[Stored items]
■ ■ ■ ■
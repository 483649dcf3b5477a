//! Bounded visibility wait.
//!
//! Writes to the cache are applied by its background worker after they are
//! buffered, so a key is not readable the moment `insert` returns. The
//! adapter polls until the key reaches the expected state, up to a deadline.

use std::thread;
use std::time::{Duration, Instant};

use kvdriver_core::{Error, Result};

/// Interval between two visibility probes.
pub const POLL_INTERVAL: Duration = Duration::from_millis(20);

/// Polls a probe at a fixed interval until it holds or the deadline passes.
#[derive(Debug, Clone, Copy)]
pub struct VisibilityWaiter {
    interval: Duration,
    timeout: Duration,
}

impl VisibilityWaiter {
    /// Create a waiter giving up after `timeout`
    pub fn new(timeout: Duration) -> Self {
        Self {
            interval: POLL_INTERVAL,
            timeout,
        }
    }

    /// Use a different probe interval
    pub fn with_interval(mut self, interval: Duration) -> Self {
        self.interval = interval;
        self
    }

    /// Upper bound of one wait
    pub fn timeout(&self) -> Duration {
        self.timeout
    }

    /// Blocks until `probe` returns `true`.
    ///
    /// The probe runs at least once, even with a zero timeout. Fails with
    /// [`Error::VisibilityTimeout`] once the deadline has passed.
    pub fn wait_until(&self, mut probe: impl FnMut() -> bool) -> Result<()> {
        let start = Instant::now();
        loop {
            if probe() {
                return Ok(());
            }
            let waited = start.elapsed();
            if waited >= self.timeout {
                return Err(Error::VisibilityTimeout { waited });
            }
            thread::sleep(self.interval.min(self.timeout - waited));
        }
    }
}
■ ■ ■ ■
PROBLEM DESCRIPTION =
The expected output is every line of the records in which the string "Error" appears.

OUTPUT FOR THIS EXERCISE =
use kvdriver_core::{Error, Result};
    /// [`Error::VisibilityTimeout`] once the deadline has passed.
                return Err(Error::VisibilityTimeout { waited });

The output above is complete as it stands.